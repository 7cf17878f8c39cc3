//! Query Expressions
//!
//! Expression tree evaluated against a database snapshot. Leaves are index
//! accesses or literal node lists; inner nodes are n-ary set operators.
//! Every expression yields nodes of a single snapshot, in document order and
//! without duplicates.

use std::fmt;
use std::sync::Arc;

use super::access::IndexAccess;
use super::context::QueryContext;
use super::iter::{NodeIter, NodeSeq, SeqIter, Source};
use super::set::SetIter;
use crate::data::{Data, DataRef, DbNode, NodeStore, Pre};
use crate::error::{QueryError, QueryResult};
use crate::index::{IndexQuery, IndexToken, IndexType, StringRange};

/// Set operator
#[derive(Debug, Clone, Copy, PartialEq, Eq, Hash)]
pub enum SetOp {
    Union,
    Intersect,
    Except,
}

impl SetOp {
    pub fn as_str(&self) -> &'static str {
        match self {
            SetOp::Union => "union",
            SetOp::Intersect => "intersect",
            SetOp::Except => "except",
        }
    }

    /// Infix form used when printing expressions
    fn infix(&self) -> &'static str {
        match self {
            SetOp::Union => "|",
            SetOp::Intersect => "intersect",
            SetOp::Except => "except",
        }
    }
}

impl fmt::Display for SetOp {
    fn fmt(&self, f: &mut fmt::Formatter<'_>) -> fmt::Result {
        f.write_str(self.as_str())
    }
}

/// Literal node list of one snapshot
#[derive(Debug, Clone)]
pub struct NodeList {
    pub(crate) data: DataRef,
    pub(crate) pres: Arc<[Pre]>,
    pub(crate) iterable: bool,
}

impl NodeList {
    pub fn pres(&self) -> &[Pre] {
        &self.pres
    }
}

/// N-ary set operator node
#[derive(Debug, Clone)]
pub struct SetExpr {
    pub(crate) op: SetOp,
    pub(crate) operands: Vec<Expr>,
    pub(crate) iterable: bool,
}

impl SetExpr {
    pub fn op(&self) -> SetOp {
        self.op
    }

    pub fn operands(&self) -> &[Expr] {
        &self.operands
    }
}

/// Query expression
#[derive(Debug, Clone)]
pub enum Expr {
    /// Empty sequence
    Empty,
    /// Literal node references
    Nodes(NodeList),
    /// Exact or range lookup on a value index
    Access(IndexAccess),
    /// Union, intersection or difference of its operands
    Set(SetExpr),
}

impl Expr {
    /// Text nodes whose value equals `value`
    pub fn text(data: &Arc<Data>, value: &[u8]) -> Expr {
        Self::access(data, IndexQuery::Exact(IndexToken::new(IndexType::Text, value)))
    }

    /// Attribute nodes whose value equals `value`
    pub fn attribute(data: &Arc<Data>, value: &[u8]) -> Expr {
        Self::access(
            data,
            IndexQuery::Exact(IndexToken::new(IndexType::Attribute, value)),
        )
    }

    /// Text or attribute nodes whose value lies in `range`
    pub fn range(data: &Arc<Data>, range: StringRange) -> Expr {
        Self::access(data, IndexQuery::Range(range))
    }

    /// Index access for an arbitrary lookup
    pub fn access(data: &Arc<Data>, query: IndexQuery) -> Expr {
        Expr::Access(IndexAccess::new(data, query))
    }

    /// Literal node list. Fails with `InvalidNode` for positions outside the snapshot.
    pub fn nodes(data: &Arc<Data>, pres: impl IntoIterator<Item = Pre>) -> QueryResult<Expr> {
        let pres: Arc<[Pre]> = pres.into_iter().collect();
        let size = data.store().size();
        if let Some(&pre) = pres.iter().find(|&&pre| pre as usize >= size) {
            return Err(QueryError::InvalidNode {
                name: data.name().to_string(),
                pre,
                size,
            });
        }
        let iterable = pres.windows(2).all(|w| w[0] < w[1]);
        Ok(Expr::Nodes(NodeList {
            data: DataRef::new(data),
            pres,
            iterable,
        }))
    }

    pub fn union(operands: Vec<Expr>) -> Expr {
        Self::set(SetOp::Union, operands)
    }

    pub fn intersect(operands: Vec<Expr>) -> Expr {
        Self::set(SetOp::Intersect, operands)
    }

    pub fn except(operands: Vec<Expr>) -> Expr {
        Self::set(SetOp::Except, operands)
    }

    /// Set operator over the operands, in the given order
    pub fn set(op: SetOp, operands: Vec<Expr>) -> Expr {
        Expr::Set(SetExpr {
            op,
            operands,
            iterable: false,
        })
    }

    /// Check if this is the empty sequence
    #[inline]
    pub fn is_empty(&self) -> bool {
        matches!(self, Expr::Empty)
    }

    /// Check if lazy evaluation yields nodes in document order without duplicates
    pub fn iterable(&self) -> bool {
        match self {
            Expr::Empty => true,
            Expr::Nodes(list) => list.iterable,
            Expr::Access(access) => access.iterable(),
            Expr::Set(set) => set.iterable,
        }
    }

    /// Operands of a set operator; empty for leaves
    pub fn operands(&self) -> &[Expr] {
        match self {
            Expr::Set(set) => &set.operands,
            _ => &[],
        }
    }

    /// Lazy evaluation
    pub fn iter(&self, qc: &QueryContext) -> QueryResult<NodeIter> {
        Ok(NodeIter::new(self.source(qc)?, qc.clone()))
    }

    /// Eager evaluation
    pub fn value(&self, qc: &QueryContext) -> QueryResult<NodeSeq> {
        let nodes = self.source(qc)?.collect(qc)?;
        Ok(NodeSeq::new(nodes))
    }

    /// Build the pull source of this expression
    pub(crate) fn source(&self, qc: &QueryContext) -> QueryResult<Source> {
        qc.check_stop()?;
        match self {
            Expr::Empty => Ok(Source::Empty),
            Expr::Nodes(list) => {
                let data = list.data.get()?;
                let nodes: Vec<DbNode> = list
                    .pres
                    .iter()
                    .map(|&pre| DbNode::new(data.id(), pre))
                    .collect();
                Ok(Source::Seq(SeqIter::new(nodes)))
            }
            Expr::Access(access) => Ok(Source::Access(access.source(qc)?)),
            Expr::Set(set) => Ok(Source::Set(Box::new(SetIter::new(set, qc)?))),
        }
    }

    /// Indented query plan
    pub fn plan(&self) -> String {
        Plan(self).to_string()
    }

    fn write_plan(&self, f: &mut fmt::Formatter<'_>, depth: usize) -> fmt::Result {
        let indent = "  ".repeat(depth);
        match self {
            Expr::Empty => writeln!(f, "{}empty", indent)?,
            Expr::Nodes(list) => writeln!(
                f,
                "{}nodes data=\"{}\" count={} iterable={}",
                indent,
                list.data.name(),
                list.pres.len(),
                list.iterable
            )?,
            Expr::Access(access) => writeln!(
                f,
                "{}{} data=\"{}\" {} iterable={}",
                indent,
                access.function(),
                access.data().name(),
                access.query(),
                access.iterable()
            )?,
            Expr::Set(set) => writeln!(f, "{}{} iterable={}", indent, set.op, set.iterable)?,
        }
        for operand in self.operands() {
            operand.write_plan(f, depth + 1)?;
        }
        Ok(())
    }
}

/// Indented plan listing, one node per line
struct Plan<'a>(&'a Expr);

impl fmt::Display for Plan<'_> {
    fn fmt(&self, f: &mut fmt::Formatter<'_>) -> fmt::Result {
        self.0.write_plan(f, 0)
    }
}

impl fmt::Display for Expr {
    fn fmt(&self, f: &mut fmt::Formatter<'_>) -> fmt::Result {
        match self {
            Expr::Empty => f.write_str("()"),
            Expr::Nodes(list) => {
                write!(f, "db:node-pre(\"{}\", (", list.data.name())?;
                for (i, pre) in list.pres.iter().enumerate() {
                    if i > 0 {
                        f.write_str(", ")?;
                    }
                    write!(f, "{}", pre)?;
                }
                f.write_str("))")
            }
            Expr::Access(access) => fmt::Display::fmt(access, f),
            Expr::Set(set) => {
                f.write_str("(")?;
                for (i, operand) in set.operands.iter().enumerate() {
                    if i > 0 {
                        write!(f, " {} ", set.op.infix())?;
                    }
                    write!(f, "{}", operand)?;
                }
                f.write_str(")")
            }
        }
    }
}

▶ WHAT THE TASK ASKS
Restate all entries above verbatim.

▶ EXERCISE RESPONSE
repository 7cf17878f8c39cc3
//! Query Expressions
//!
//! Expression tree evaluated against a database snapshot. Leaves are index
//! accesses or literal node lists; inner nodes are n-ary set operators.
//! Every expression yields nodes of a single snapshot, in document order and
//! without duplicates.

use std::fmt;
use std::sync::Arc;

use super::access::IndexAccess;
use super::context::QueryContext;
use super::iter::{NodeIter, NodeSeq, SeqIter, Source};
use super::set::SetIter;
use crate::data::{Data, DataRef, DbNode, NodeStore, Pre};
use crate::error::{QueryError, QueryResult};
use crate::index::{IndexQuery, IndexToken, IndexType, StringRange};

/// Set operator
#[derive(Debug, Clone, Copy, PartialEq, Eq, Hash)]
pub enum SetOp {
    Union,
    Intersect,
    Except,
}

impl SetOp {
    pub fn as_str(&self) -> &'static str {
        match self {
            SetOp::Union => "union",
            SetOp::Intersect => "intersect",
            SetOp::Except => "except",
        }
    }

    /// Infix form used when printing expressions
    fn infix(&self) -> &'static str {
        match self {
            SetOp::Union => "|",
            SetOp::Intersect => "intersect",
            SetOp::Except => "except",
        }
    }
}

impl fmt::Display for SetOp {
    fn fmt(&self, f: &mut fmt::Formatter<'_>) -> fmt::Result {
        f.write_str(self.as_str())
    }
}

/// Literal node list of one snapshot
#[derive(Debug, Clone)]
pub struct NodeList {
    pub(crate) data: DataRef,
    pub(crate) pres: Arc<[Pre]>,
    pub(crate) iterable: bool,
}

impl NodeList {
    pub fn pres(&self) -> &[Pre] {
        &self.pres
    }
}

/// N-ary set operator node
#[derive(Debug, Clone)]
pub struct SetExpr {
    pub(crate) op: SetOp,
    pub(crate) operands: Vec<Expr>,
    pub(crate) iterable: bool,
}

impl SetExpr {
    pub fn op(&self) -> SetOp {
        self.op
    }

    pub fn operands(&self) -> &[Expr] {
        &self.operands
    }
}

/// Query expression
#[derive(Debug, Clone)]
pub enum Expr {
    /// Empty sequence
    Empty,
    /// Literal node references
    Nodes(NodeList),
    /// Exact or range lookup on a value index
    Access(IndexAccess),
    /// Union, intersection or difference of its operands
    Set(SetExpr),
}

impl Expr {
    /// Text nodes whose value equals `value`
    pub fn text(data: &Arc<Data>, value: &[u8]) -> Expr {
        Self::access(data, IndexQuery::Exact(IndexToken::new(IndexType::Text, value)))
    }

    /// Attribute nodes whose value equals `value`
    pub fn attribute(data: &Arc<Data>, value: &[u8]) -> Expr {
        Self::access(
            data,
            IndexQuery::Exact(IndexToken::new(IndexType::Attribute, value)),
        )
    }

    /// Text or attribute nodes whose value lies in `range`
    pub fn range(data: &Arc<Data>, range: StringRange) -> Expr {
        Self::access(data, IndexQuery::Range(range))
    }

    /// Index access for an arbitrary lookup
    pub fn access(data: &Arc<Data>, query: IndexQuery) -> Expr {
        Expr::Access(IndexAccess::new(data, query))
    }

    /// Literal node list. Fails with `InvalidNode` for positions outside the snapshot.
    pub fn nodes(data: &Arc<Data>, pres: impl IntoIterator<Item = Pre>) -> QueryResult<Expr> {
        let pres: Arc<[Pre]> = pres.into_iter().collect();
        let size = data.store().size();
        if let Some(&pre) = pres.iter().find(|&&pre| pre as usize >= size) {
            return Err(QueryError::InvalidNode {
                name: data.name().to_string(),
                pre,
                size,
            });
        }
        let iterable = pres.windows(2).all(|w| w[0] < w[1]);
        Ok(Expr::Nodes(NodeList {
            data: DataRef::new(data),
            pres,
            iterable,
        }))
    }

    pub fn union(operands: Vec<Expr>) -> Expr {
        Self::set(SetOp::Union, operands)
    }

    pub fn intersect(operands: Vec<Expr>) -> Expr {
        Self::set(SetOp::Intersect, operands)
    }

    pub fn except(operands: Vec<Expr>) -> Expr {
        Self::set(SetOp::Except, operands)
    }

    /// Set operator over the operands, in the given order
    pub fn set(op: SetOp, operands: Vec<Expr>) -> Expr {
        Expr::Set(SetExpr {
            op,
            operands,
            iterable: false,
        })
    }

    /// Check if this is the empty sequence
    #[inline]
    pub fn is_empty(&self) -> bool {
        matches!(self, Expr::Empty)
    }

    /// Check if lazy evaluation yields nodes in document order without duplicates
    pub fn iterable(&self) -> bool {
        match self {
            Expr::Empty => true,
            Expr::Nodes(list) => list.iterable,
            Expr::Access(access) => access.iterable(),
            Expr::Set(set) => set.iterable,
        }
    }

    /// Operands of a set operator; empty for leaves
    pub fn operands(&self) -> &[Expr] {
        match self {
            Expr::Set(set) => &set.operands,
            _ => &[],
        }
    }

    /// Lazy evaluation
    pub fn iter(&self, qc: &QueryContext) -> QueryResult<NodeIter> {
        Ok(NodeIter::new(self.source(qc)?, qc.clone()))
    }

    /// Eager evaluation
    pub fn value(&self, qc: &QueryContext) -> QueryResult<NodeSeq> {
        let nodes = self.source(qc)?.collect(qc)?;
        Ok(NodeSeq::new(nodes))
    }

    /// Build the pull source of this expression
    pub(crate) fn source(&self, qc: &QueryContext) -> QueryResult<Source> {
        qc.check_stop()?;
        match self {
            Expr::Empty => Ok(Source::Empty),
            Expr::Nodes(list) => {
                let data = list.data.get()?;
                let nodes: Vec<DbNode> = list
                    .pres
                    .iter()
                    .map(|&pre| DbNode::new(data.id(), pre))
                    .collect();
                Ok(Source::Seq(SeqIter::new(nodes)))
            }
            Expr::Access(access) => Ok(Source::Access(access.source(qc)?)),
            Expr::Set(set) => Ok(Source::Set(Box::new(SetIter::new(set, qc)?))),
        }
    }

    /// Indented query plan
    pub fn plan(&self) -> String {
        Plan(self).to_string()
    }

    fn write_plan(&self, f: &mut fmt::Formatter<'_>, depth: usize) -> fmt::Result {
        let indent = "  ".repeat(depth);
        match self {
            Expr::Empty => writeln!(f, "{}empty", indent)?,
            Expr::Nodes(list) => writeln!(
                f,
                "{}nodes data=\"{}\" count={} iterable={}",
                indent,
                list.data.name(),
                list.pres.len(),
                list.iterable
            )?,
            Expr::Access(access) => writeln!(
                f,
                "{}{} data=\"{}\" {} iterable={}",
                indent,
                access.function(),
                access.data().name(),
                access.query(),
                access.iterable()
            )?,
            Expr::Set(set) => writeln!(f, "{}{} iterable={}", indent, set.op, set.iterable)?,
        }
        for operand in self.operands() {
            operand.write_plan(f, depth + 1)?;
        }
        Ok(())
    }
}

/// Indented plan listing, one node per line
struct Plan<'a>(&'a Expr);

impl fmt::Display for Plan<'_> {
    fn fmt(&self, f: &mut fmt::Formatter<'_>) -> fmt::Result {
        self.0.write_plan(f, 0)
    }
}

impl fmt::Display for Expr {
    fn fmt(&self, f: &mut fmt::Formatter<'_>) -> fmt::Result {
        match self {
            Expr::Empty => f.write_str("()"),
            Expr::Nodes(list) => {
                write!(f, "db:node-pre(\"{}\", (", list.data.name())?;
                for (i, pre) in list.pres.iter().enumerate() {
                    if i > 0 {
                        f.write_str(", ")?;
                    }
                    write!(f, "{}", pre)?;
                }
                f.write_str("))")
            }
            Expr::Access(access) => fmt::Display::fmt(access, f),
            Expr::Set(set) => {
                f.write_str("(")?;
                for (i, operand) in set.operands.iter().enumerate() {
                    if i > 0 {
                        write!(f, " {} ", set.op.infix())?;
                    }
                    write!(f, "{}", operand)?;
                }
                f.write_str(")")
            }
        }
    }
}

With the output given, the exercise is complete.